Coxsackievirus infection in the pathogenesis of type 1 diabetes: Linking environmental triggers and autoimmune mechanisms.

Federica Vecchio

05 September 2023

Thesis defence

Pratical info

14h30 - 23h
Conference room Rosalind Franklin
research professional
Reduced mobility access

Under the supervision of Sylvaine You, team T-cell Tolerance, Biomarkers and Therapies in type 1 diabetes

Infections by Enteroviruses such as Coxsackievirus B (CVB) are candidate triggers of type 1 diabetes (T1D). Both a temporal correlation between CVB infection that precedes seroconversion of autoantibodies to β-cell antigens, and a spatial association of CVB with insulitis in pancreatic tissues from T1D patients have been observed. CVB has a tropism for pancreatic β-cells, resulting in their lysis. However, very little is known about the precise impact of CVB on β-cells, including the presentation of viral epitopes by HLA class I (HLA-I) molecules and their recognition by cytotoxic CD8+ T cells. Considering the CVB vaccination trials under development, it is essential to understand the mechanisms and relative weight of β-cell destruction primarily mediated by CVB vs. that secondarily induced by anti-CVB CD8+ T cells, as the latter could enhance β-cell autoimmunity during vaccination.

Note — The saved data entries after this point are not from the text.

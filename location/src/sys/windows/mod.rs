//! Windows positioning implementation using the WinRT Geolocator.

use crate::{Accuracy, Coordinates, Position, PositionError, PositionOptions};

/// Milliseconds between the FILETIME epoch (1601-01-01) and the Unix epoch.
const FILETIME_UNIX_OFFSET_MS: u64 = 11_644_473_600_000;

/// Convert WinRT `DateTime.UniversalTime` (100-ns ticks since 1601-01-01)
/// to Unix epoch milliseconds.
#[allow(clippy::cast_sign_loss)]
const fn filetime_ticks_to_unix_ms(ticks: i64) -> u64 {
    if ticks <= 0 {
        return 0;
    }
    (ticks as u64 / 10_000).saturating_sub(FILETIME_UNIX_OFFSET_MS)
}

#[allow(clippy::cast_possible_truncation, clippy::cast_sign_loss)]
pub(crate) async fn current_position(
    options: PositionOptions,
) -> Result<Position, PositionError> {
    use windows::Devices::Geolocation::{GeolocationAccessStatus, Geolocator, PositionAccuracy};

    // Request access (this also serves as the permission check on Windows).
    let access = Geolocator::RequestAccessAsync()
        .map_err(|e| PositionError::Backend(e.message().to_string()))?
        .get()
        .map_err(|e| PositionError::Backend(e.message().to_string()))?;

    match access {
        GeolocationAccessStatus::Denied => return Err(PositionError::PermissionDenied),
        GeolocationAccessStatus::Allowed => {}
        _ => return Err(PositionError::Unavailable),
    }

    let geolocator =
        Geolocator::new().map_err(|e| PositionError::Backend(e.message().to_string()))?;

    let accuracy = match options.accuracy {
        Accuracy::High | Accuracy::Highest => PositionAccuracy::High,
        _ => PositionAccuracy::Default,
    };
    geolocator
        .SetDesiredAccuracy(accuracy)
        .map_err(|e| PositionError::Backend(e.message().to_string()))?;
    geolocator
        .SetMovementThreshold(options.distance_interval_m)
        .map_err(|e| PositionError::Backend(e.message().to_string()))?;
    geolocator
        .SetReportInterval(options.time_interval.as_millis().min(u128::from(u32::MAX)) as u32)
        .map_err(|e| PositionError::Backend(e.message().to_string()))?;

    let geoposition = geolocator
        .GetGeopositionAsync()
        .map_err(|e| PositionError::Backend(e.message().to_string()))?
        .get()
        .map_err(|e| PositionError::Backend(e.message().to_string()))?;

    let coordinate = geoposition
        .Coordinate()
        .map_err(|e| PositionError::Backend(e.message().to_string()))?;
    let point = coordinate
        .Point()
        .map_err(|e| PositionError::Backend(e.message().to_string()))?;
    let basic = point
        .Position()
        .map_err(|e| PositionError::Backend(e.message().to_string()))?;

    let timestamp_ms = coordinate
        .Timestamp()
        .ok()
        .map_or(0, |t| filetime_ticks_to_unix_ms(t.UniversalTime));
    let horizontal_accuracy = coordinate.Accuracy().ok();

    Ok(Position {
        coordinates: Coordinates {
            latitude: basic.Latitude,
            longitude: basic.Longitude,
        },
        horizontal_accuracy,
        timestamp_ms,
    })
}
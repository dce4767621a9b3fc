use placekit_alert::Alert;

/// Terminal failures of a single service operation.
///
/// Every variant maps 1:1 to a fixed user-facing alert; nothing is retried
/// and nothing is aggregated. The one silent case, a reverse geocode that
/// finds no address, is not an error at all.
#[derive(Debug, Clone, thiserror::Error)]
pub enum ServiceError {
    /// Foreground location permission was denied.
    #[error("location permission denied")]
    PermissionDenied,
    /// The current location could not be resolved.
    #[error("current location unavailable: {0}")]
    LocationUnavailable(String),
    /// The search query was empty or whitespace.
    #[error("search query is empty")]
    EmptySearchQuery,
    /// Forward geocoding found no candidates for the query.
    #[error("no results for search query")]
    NoSearchResults,
    /// The geocoding provider failed.
    #[error("search provider failure: {0}")]
    SearchProviderFailure(String),
}

impl ServiceError {
    /// The fixed alert reported for this failure.
    #[must_use]
    pub fn alert(&self) -> Alert {
        match self {
            Self::PermissionDenied => Alert::new(
                "Permission Denied",
                "Please enable location services to use this app.",
            ),
            Self::LocationUnavailable(_) => Alert::new(
                "Error",
                "Failed to get your current location. Please try again.",
            ),
            Self::EmptySearchQuery => Alert::new("Error", "Please enter an address to search."),
            Self::NoSearchResults => Alert::new("Error", "No results found for this address."),
            Self::SearchProviderFailure(_) => Alert::new(
                "Error",
                "Failed to search for the address. Please try again.",
            ),
        }
    }
}

#[cfg(test)]
mod tests {
    use super::*;

    #[test]
    fn every_failure_has_a_single_acknowledgement_alert() {
        let errors = [
            ServiceError::PermissionDenied,
            ServiceError::LocationUnavailable("gps off".into()),
            ServiceError::EmptySearchQuery,
            ServiceError::NoSearchResults,
            ServiceError::SearchProviderFailure("timeout".into()),
        ];
        for error in errors {
            let alert = error.alert();
            assert!(!alert.title.is_empty());
            assert!(!alert.message.is_empty());
            assert_eq!(alert.button, "OK");
        }
    }

    #[test]
    fn denied_permission_alert_names_location_services() {
        let alert = ServiceError::PermissionDenied.alert();
        assert_eq!(alert.title, "Permission Denied");
        assert_eq!(
            alert.message,
            "Please enable location services to use this app."
        );
    }
}
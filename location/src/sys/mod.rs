//! Platform-specific positioning implementations.

#[cfg(target_os = "windows")]
mod windows;

#[cfg(target_os = "linux")]
mod linux;

// Re-export platform implementations
#[cfg(target_os = "windows")]
pub(crate) use windows::current_position;

#[cfg(target_os = "linux")]
pub(crate) use linux::current_position;

// Fallback for unsupported platforms
#[cfg(not(any(target_os = "windows", target_os = "linux")))]
pub(crate) async fn current_position(
    _options: crate::PositionOptions,
) -> Result<crate::Position, crate::PositionError> {
    Err(crate::PositionError::Unavailable)
}
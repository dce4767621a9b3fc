//! Desktop alert implementation using native message dialogs.

use rfd::{MessageButtons, MessageDialog, MessageLevel};

use crate::Alert;

/// Show the alert on a background thread.
///
/// The dialog is modal for the user but the caller returns immediately; the
/// acknowledgement result is not observable.
pub(crate) fn present(alert: Alert) {
    std::thread::spawn(move || {
        MessageDialog::new()
            .set_level(MessageLevel::Info)
            .set_title(&alert.title)
            .set_description(&alert.message)
            .set_buttons(MessageButtons::OkCustom(alert.button.clone()))
            .show();

        log::debug!("alert '{}' acknowledged", alert.title);
    });
}
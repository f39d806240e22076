// SPDX-License-Identifier: MIT
// Copyright 2026 Roland Dreier <roland@rolandd.dev>

//! Live tracking routes.
//!
//! The web client starts a session, then uploads each GPS fix and its
//! pedometer total while walking. Uploads are published to the device
//! feed, which the tracking service is subscribed to for the session's
//! lifetime.

use crate::error::{AppError, Result};
use crate::middleware::auth::AuthUser;
use crate::models::{TrackPoint, TrackingSession};
use crate::routes::validated;
use crate::services::location::PositionEvent;
use crate::services::TrackingError;
use crate::time_utils::now_millis;
use crate::AppState;
use axum::{
    extract::{Path, State},
    http::{header, StatusCode},
    response::IntoResponse,
    routing::{get, post, put},
    Extension, Json, Router,
};
use serde::{Deserialize, Serialize};
use std::sync::Arc;
#[cfg(feature = "binding-generation")]
use ts_rs::TS;
use validator::Validate;

/// Tracking routes (require authentication via JWT).
pub fn routes() -> Router<Arc<AppState>> {
    Router::new()
        .route("/api/tracking/start", post(start_tracking))
        .route("/api/tracking/positions", post(upload_position))
        .route("/api/tracking/steps", post(upload_steps))
        .route("/api/tracking/current", get(current_session))
        .route("/api/tracking/stop", post(stop_tracking))
        .route("/api/tracking/sessions", get(list_sessions))
        .route("/api/tracking/sessions/{id}", get(get_session))
        .route("/api/tracking/sessions/{id}/geojson", get(export_geojson))
        .route(
            "/api/tracking/sessions/{id}/description",
            put(update_description),
        )
}

#[derive(Serialize)]
#[cfg_attr(feature = "binding-generation", derive(TS))]
#[cfg_attr(
    feature = "binding-generation",
    ts(export, export_to = "web/src/lib/generated/")
)]
pub struct SessionResponse {
    pub session: Option<TrackingSession>,
}

// ─── Start / Stop ────────────────────────────────────────────

#[derive(Debug, Default, Deserialize, Validate)]
struct StartRequest {
    #[serde(default, alias = "poi_id")]
    #[validate(length(min = 1, max = 100))]
    route_id: Option<String>,
    #[serde(default, alias = "poi_name")]
    #[validate(length(max = 200))]
    route_name: Option<String>,
}

async fn start_tracking(
    State(state): State<Arc<AppState>>,
    Extension(user): Extension<AuthUser>,
    Json(request): Json<StartRequest>,
) -> Result<(StatusCode, Json<SessionResponse>)> {
    let request = validated(request)?;

    // Fill in the route name from the catalog when only the ID was sent
    let route_name = match (&request.route_id, request.route_name) {
        (Some(route_id), None) => {
            let route = state.catalog.get_route(route_id).await.unwrap_or_else(|e| {
                tracing::warn!(route_id = %route_id, error = %e, "Failed to look up route name");
                None
            });
            route.map(|r| r.name)
        }
        (_, name) => name,
    };

    let session = state
        .tracking
        .start(&user.user_id, request.route_id, route_name)
        .await?;

    Ok((
        StatusCode::CREATED,
        Json(SessionResponse {
            session: Some(session),
        }),
    ))
}

#[derive(Serialize)]
#[cfg_attr(feature = "binding-generation", derive(TS))]
#[cfg_attr(
    feature = "binding-generation",
    ts(export, export_to = "web/src/lib/generated/")
)]
pub struct StopResponse {
    pub session: TrackingSession,
    /// False when the final record could not be saved
    pub persisted: bool,
}

async fn stop_tracking(
    State(state): State<Arc<AppState>>,
    Extension(user): Extension<AuthUser>,
) -> Result<Json<StopResponse>> {
    let stopped = state.tracking.stop(&user.user_id).await?;
    Ok(Json(StopResponse {
        session: stopped.session,
        persisted: stopped.persisted,
    }))
}

// ─── Device uploads ──────────────────────────────────────────

#[derive(Debug, Deserialize, Validate)]
struct PositionRequest {
    #[serde(alias = "lat")]
    #[validate(range(min = -90.0, max = 90.0))]
    latitude: f64,
    #[serde(alias = "lng")]
    #[validate(range(min = -180.0, max = 180.0))]
    longitude: f64,
    #[serde(default, alias = "altitude")]
    elevation: Option<f64>,
    #[serde(default)]
    #[validate(range(min = 0.0))]
    speed: Option<f64>,
    #[serde(default)]
    #[validate(range(min = 0.0))]
    accuracy: Option<f64>,
    /// Device time of the fix; server time when absent
    #[serde(default, alias = "timestamp")]
    timestamp_millis: Option<i64>,
}

impl From<PositionRequest> for TrackPoint {
    fn from(req: PositionRequest) -> Self {
        TrackPoint {
            latitude: req.latitude,
            longitude: req.longitude,
            elevation: req.elevation,
            speed: req.speed,
            accuracy: req.accuracy,
            timestamp_millis: req.timestamp_millis.unwrap_or_else(now_millis),
        }
    }
}

async fn upload_position(
    State(state): State<Arc<AppState>>,
    Extension(user): Extension<AuthUser>,
    Json(request): Json<PositionRequest>,
) -> Result<StatusCode> {
    let point = TrackPoint::from(validated(request)?);

    if !state
        .device_feed
        .publish(&user.user_id, PositionEvent::Sample(point))
    {
        return Err(TrackingError::NoActiveSession.into());
    }
    Ok(StatusCode::ACCEPTED)
}

#[derive(Debug, Deserialize)]
struct StepsRequest {
    steps: u64,
}

async fn upload_steps(
    State(state): State<Arc<AppState>>,
    Extension(user): Extension<AuthUser>,
    Json(request): Json<StepsRequest>,
) -> StatusCode {
    state.device_feed.report_steps(&user.user_id, request.steps);
    StatusCode::NO_CONTENT
}

// ─── History ─────────────────────────────────────────────────

async fn current_session(
    State(state): State<Arc<AppState>>,
    Extension(user): Extension<AuthUser>,
) -> Json<SessionResponse> {
    Json(SessionResponse {
        session: state.tracking.current(&user.user_id).await,
    })
}

#[derive(Serialize)]
#[cfg_attr(feature = "binding-generation", derive(TS))]
#[cfg_attr(
    feature = "binding-generation",
    ts(export, export_to = "web/src/lib/generated/")
)]
pub struct SessionsResponse {
    pub sessions: Vec<TrackingSession>,
}

async fn list_sessions(
    State(state): State<Arc<AppState>>,
    Extension(user): Extension<AuthUser>,
) -> Result<Json<SessionsResponse>> {
    let sessions = state.tracking.list_sessions(&user.user_id).await?;
    Ok(Json(SessionsResponse { sessions }))
}

async fn find_session(state: &AppState, user_id: &str, id: &str) -> Result<TrackingSession> {
    state
        .tracking
        .get_session(user_id, id)
        .await?
        .ok_or_else(|| AppError::NotFound(format!("Tracking session {}", id)))
}

async fn get_session(
    State(state): State<Arc<AppState>>,
    Extension(user): Extension<AuthUser>,
    Path(id): Path<String>,
) -> Result<Json<TrackingSession>> {
    Ok(Json(find_session(&state, &user.user_id, &id).await?))
}

async fn export_geojson(
    State(state): State<Arc<AppState>>,
    Extension(user): Extension<AuthUser>,
    Path(id): Path<String>,
) -> Result<impl IntoResponse> {
    let session = find_session(&state, &user.user_id, &id).await?;
    Ok((
        [(header::CONTENT_TYPE, "application/geo+json")],
        Json(session.to_geojson()),
    ))
}

#[derive(Debug, Deserialize, Validate)]
struct DescriptionRequest {
    #[validate(length(max = 2000))]
    description: String,
}

async fn update_description(
    State(state): State<Arc<AppState>>,
    Extension(user): Extension<AuthUser>,
    Path(id): Path<String>,
    Json(request): Json<DescriptionRequest>,
) -> Result<Json<TrackingSession>> {
    let request = validated(request)?;
    state
        .tracking
        .update_description(&user.user_id, &id, &request.description)
        .await?
        .map(Json)
        .ok_or_else(|| AppError::NotFound(format!("Tracking session {}", id)))
}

First, we identified by mass spectrometry the peptides presented by the HLA-A2 and HLA-A3 molecules expressed on the surface of a human ECN90 β-cell line infected with different CVB serotypes. We observed a decreased HLA-I expression after infection, associated with the presentation of only few viral peptides derived from structural and non-structural proteins (n=16). By using a combinatorial analysis with different HLA-A2 or HLA-A3 multimers carrying the CVB peptides identified, and phenotypic markers, we showed that only a fraction (30%) of these peptides is recognized by circulating CD8+ T cells from CVB-seropositive healthy donors, and that only another subfraction is targeted by effectors/memory CD8+ T cells (<50% in most individuals). Interestingly, a CVB epitope homologous to an epitope of the β-cell protein Glutamic Acid Decarboxylase (GAD), a major autoantigen of T1D, was identified and recognized by the same CD8+ T cells, demonstrating cross-reactivity. Immunodominant peptides were also recognized by circulating CD8+ T cells from T1D patients, displaying very low frequencies similar to those observed in non-diabetic donors; and by CD8+ T cells from spleen and pancreatic lymph nodes. The latter expressed the PD-1 marker, suggesting an exhausted phenotype, and shared expanded, yet private, antigen T-cell receptors (TCRs) with peripheral tissues. To facilitate functional analysis of anti-CVB CD8+ T-cell responses, CD8+ T-cell transductants were generated by expressing TCRs recognizing immunodominant CVB peptides in primary CD8+ T cells and then used in real-time imaging cytotoxic assays. We observed that infected β-cells were more effectively killed directly by CVB and only to a lesser extent by anti-CVB CD8+ T cells. In addition, analysis of the morphology of infected β-cells showed the formation of filopodia (thin cytoplasmic protrusions), which allowed the infection to spread to other β-cells.

Thus, my work shows that CVB infection generates a limited CD8+ T-cell response and memory in terms of epitope coverage and frequency, which could predispose to the persistent infections that have been associated with the seroconversion of autoantibodies to β-cell antigens. The predominant destruction of β-cells by CVB, promoted by the spread of infection by filipodia, suggests that the triggering of anti-β-cell autoimmunity may involve a virus-mediated release of autoantigens rather than antiviral CD8+ T-cell responses, in the context of limited immune protection. These findings lend rationale to boost such protection through CVB vaccines and provide biomarkers to follow response to infection and vaccination along the natural history of the disease.